SUPPLIED INFORMATION>
....................

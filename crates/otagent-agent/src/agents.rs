//! Agent roster.
//!
//! Four personas share the Open Targets tools: a PI agent that scopes the
//! question and delegates, a data steward that retrieves, a biologist that
//! interprets and a safety agent that assesses risk. The roster is exported
//! as a JSON manifest for the runtime that hosts the model loop.

use anyhow::{bail, Result};
use serde::Serialize;
use serde_json::{json, Value};

use crate::tools::ToolRegistry;

#[derive(Debug, Clone, Serialize)]
pub struct AgentSpec {
    pub name: String,
    pub model: String,
    pub description: String,
    pub instruction: String,
    pub tools: Vec<String>,
    #[serde(skip_serializing_if = "Option::is_none")]
    pub output_key: Option<String>,
    pub sub_agents: Vec<String>,
}

impl AgentSpec {
    fn new(name: &str, model: &str, description: &str, instruction: &str) -> Self {
        Self {
            name: name.to_string(),
            model: model.to_string(),
            description: description.to_string(),
            instruction: instruction.trim().to_string(),
            tools: Vec::new(),
            output_key: None,
            sub_agents: Vec::new(),
        }
    }

    fn with_tools(mut self, tools: &[&str]) -> Self {
        self.tools = tools.iter().map(|t| t.to_string()).collect();
        self
    }

    fn with_output_key(mut self, key: &str) -> Self {
        self.output_key = Some(key.to_string());
        self
    }

    fn with_sub_agents(mut self, agents: &[&str]) -> Self {
        self.sub_agents = agents.iter().map(|a| a.to_string()).collect();
        self
    }
}

const PI_INSTRUCTION: &str = r#"
You are the principal investigator coordinating a team of agents that work with
the Open Targets Platform.

- Answer general questions about the platform directly, without a workflow.
- When a question is ambiguous, ask clarifying questions and restate your
  understanding; wait for confirmation before planning.
- For a clear question, produce: the clarified question, context and
  assumptions, a step-by-step workflow naming the sub-agent for each step, and
  the expected outputs. End with "Shall we begin?".
- Delegate retrieval to data_steward, interpretation to biologist and risk
  assessment to safety_agent. Do not retrieve data yourself.
"#;

const DATA_STEWARD_INSTRUCTION: &str = r#"
You retrieve disease, target and drug data from the Open Targets Platform.

Always convert names to identifiers before other calls:
- disease names with search_disease_by_name (returns an EFO/MONDO id);
- drug names with search_drugs_by_name, or pass them to get_drugs_info with
  search_by_name=true.

Disease questions: resolve the disease, then get_disease_targets (or
get_disease_associations for per-datatype evidence), then optionally
get_target_drugs and get_drugs_info.
Target questions: call get_target_drugs with Ensembl ids, then get_drugs_info.
Drug questions: call get_drugs_info; results include maximum clinical trial
phase and mechanisms of action with their targets.

State your plan before calling tools. Report missing data plainly.
"#;

const BIOLOGIST_INSTRUCTION: &str = r#"
You are the domain expert in molecular biology, genetics and drug discovery.
Interpret targets, diseases and drugs found by the other agents: translate
association scores into biological meaning, explain mechanisms of action and
pathways, and flag inconsistencies or gaps in the evidence.

Report with four sections: Biological Summary (3-6 sentences), Mechanistic
Insights, Relevance to Question, Caveats or Uncertainties.
"#;

const SAFETY_INSTRUCTION: &str = r#"
You assess safety and tractability of therapeutic targets. Use
get_target_safety_information for known liabilities, get_target_tractability
for modality assessments, get_target_chemical_probes for probe quality and
get_target_prioritization for the precedence, tractability, doability and
safety factors.

Connect target to therapeutic risk in the disease context. Keep reports
concise and start them with a Safety Summary section.
"#;

pub fn pi_agent(model: &str) -> AgentSpec {
    AgentSpec::new(
        "PI_agent",
        model,
        "Oversees and coordinates the sub-agents working with the Open Targets Platform.",
        PI_INSTRUCTION,
    )
    .with_sub_agents(&["data_steward", "biologist", "safety_agent"])
}

pub fn data_steward_agent(model: &str) -> AgentSpec {
    AgentSpec::new(
        "data_steward",
        model,
        "Retrieves biomedical data from the Open Targets Platform: disease search, \
         disease-target associations with evidence scores, known drugs per target \
         and drug detail including mechanisms of action and clinical phases.",
        DATA_STEWARD_INSTRUCTION,
    )
    .with_tools(&[
        "search_disease_by_name",
        "get_disease_targets",
        "get_disease_associations",
        "get_target_drugs",
        "search_drugs_by_name",
        "get_drugs_info",
    ])
    .with_output_key("data_steward_output")
}

pub fn biologist_agent(model: &str) -> AgentSpec {
    AgentSpec::new(
        "biologist",
        model,
        "Biological interpretation and reasoning for biomedical data.",
        BIOLOGIST_INSTRUCTION,
    )
    .with_output_key("biologist_report")
}

pub fn safety_agent(model: &str) -> AgentSpec {
    AgentSpec::new(
        "safety_agent",
        model,
        "Safety assessment and risk analysis for therapeutic targets.",
        SAFETY_INSTRUCTION,
    )
    .with_tools(&[
        "get_target_tractability",
        "get_target_chemical_probes",
        "get_target_prioritization",
        "get_target_safety_information",
    ])
    .with_output_key("safety_agent_report")
}

/// The agent hierarchy, root first.
#[derive(Debug, Clone)]
pub struct AgentRoster {
    agents: Vec<AgentSpec>,
}

impl AgentRoster {
    pub fn new(agents: Vec<AgentSpec>) -> Self {
        Self { agents }
    }

    pub fn default_roster(model: &str) -> Self {
        Self::new(vec![
            pi_agent(model),
            data_steward_agent(model),
            biologist_agent(model),
            safety_agent(model),
        ])
    }

    pub fn root(&self) -> Option<&AgentSpec> {
        self.agents.first()
    }

    pub fn get(&self, name: &str) -> Option<&AgentSpec> {
        self.agents.iter().find(|a| a.name == name)
    }

    pub fn agents(&self) -> &[AgentSpec] {
        &self.agents
    }

    /// Every agent name is unique, every tool is registered and every
    /// sub-agent is part of the roster.
    pub fn validate(&self, registry: &ToolRegistry) -> Result<()> {
        if self.agents.is_empty() {
            bail!("Agent roster is empty");
        }
        for (i, agent) in self.agents.iter().enumerate() {
            if self.agents[..i].iter().any(|a| a.name == agent.name) {
                bail!("Duplicate agent name: {}", agent.name);
            }
            for tool in &agent.tools {
                if !registry.contains(tool) {
                    bail!("Agent {} references unknown tool: {}", agent.name, tool);
                }
            }
            for sub in &agent.sub_agents {
                if sub == &agent.name {
                    bail!("Agent {} lists itself as a sub-agent", agent.name);
                }
                if self.get(sub).is_none() {
                    bail!("Agent {} references unknown sub-agent: {}", agent.name, sub);
                }
            }
        }
        Ok(())
    }

    /// Roster as JSON with each tool's manifest entry inlined.
    pub fn manifest(&self, registry: &ToolRegistry) -> Result<Value> {
        self.validate(registry)?;

        let agents: Vec<Value> = self
            .agents()
            .iter()
            .map(|agent| -> Result<Value> {
                let mut entry = serde_json::to_value(agent)?;
                let tools: Vec<Value> = agent
                    .tools
                    .iter()
                    .filter_map(|t| registry.describe(t))
                    .collect();
                entry["tools"] = Value::Array(tools);
                Ok(entry)
            })
            .collect::<Result<_>>()?;

        let root = self.root().map(|a| a.name.as_str());
        Ok(json!({ "root": root, "agents": agents }))
    }
}

#[cfg(test)]
mod tests {
    use super::*;
    use crate::config::ToolsConfig;
    use crate::tools::build_default_registry;
    use otagent_sources::stub::StubTransport;
    use otagent_sources::OpenTargetsClient;
    use std::sync::Arc;

    fn registry() -> ToolRegistry {
        let client = OpenTargetsClient::with_transport(Arc::new(StubTransport::new()));
        build_default_registry(client, &ToolsConfig::default())
    }

    #[test]
    fn test_default_roster_is_valid() {
        let roster = AgentRoster::default_roster("gemini-2.5-pro");
        roster.validate(&registry()).unwrap();
        assert_eq!(roster.root().unwrap().name, "PI_agent");
        assert_eq!(roster.agents().len(), 4);
    }

    #[test]
    fn test_every_tool_is_owned_by_an_agent() {
        let reg = registry();
        let roster = AgentRoster::default_roster("m");
        for name in reg.names() {
            assert!(
                roster.agents().iter().any(|a| a.tools.iter().any(|t| t == name)),
                "{name} has no owning agent"
            );
        }
    }

    #[test]
    fn test_unknown_tool_rejected() {
        let roster = AgentRoster::new(vec![
            AgentSpec::new("a", "m", "d", "i").with_tools(&["not_a_tool"]),
        ]);
        let err = roster.validate(&registry()).unwrap_err();
        assert!(err.to_string().contains("not_a_tool"));
    }

    #[test]
    fn test_unknown_sub_agent_rejected() {
        let roster = AgentRoster::new(vec![
            AgentSpec::new("root", "m", "d", "i").with_sub_agents(&["ghost"]),
        ]);
        let err = roster.validate(&registry()).unwrap_err();
        assert!(err.to_string().contains("ghost"));
    }

    #[test]
    fn test_duplicate_agent_rejected() {
        let roster = AgentRoster::new(vec![biologist_agent("m"), biologist_agent("m")]);
        assert!(roster.validate(&registry()).is_err());
    }

    #[test]
    fn test_manifest_inlines_tool_schemas() {
        let manifest = AgentRoster::default_roster("gemini-2.5-pro")
            .manifest(&registry())
            .unwrap();

        assert_eq!(manifest["root"], "PI_agent");
        let steward = manifest["agents"]
            .as_array()
            .unwrap()
            .iter()
            .find(|a| a["name"] == "data_steward")
            .unwrap();
        assert_eq!(steward["model"], "gemini-2.5-pro");
        assert_eq!(steward["output_key"], "data_steward_output");
        assert_eq!(steward["tools"][0]["name"], "search_disease_by_name");
        assert_eq!(
            steward["tools"][0]["parameters"]["required"],
            json!(["disease_name"])
        );

        let pi = &manifest["agents"][0];
        assert!(pi.get("output_key").is_none());
        assert_eq!(pi["sub_agents"], json!(["data_steward", "biologist", "safety_agent"]));
    }
}
//! otagent-common — Shared error types and the sandboxed HTTP client used across all otagent crates.

pub mod error;
pub mod sandbox;

pub use error::{OtError, Result};
pub use sandbox::SandboxClient;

....................

WORK TASK> Search the material for the string "risk" and return each line that has it.

SOLUTION>
//! interprets and a safety agent that assesses risk. The roster is exported
- Delegate retrieval to data_steward, interpretation to biologist and risk
Connect target to therapeutic risk in the disease context. Keep reports
        "Safety assessment and risk analysis for therapeutic targets.",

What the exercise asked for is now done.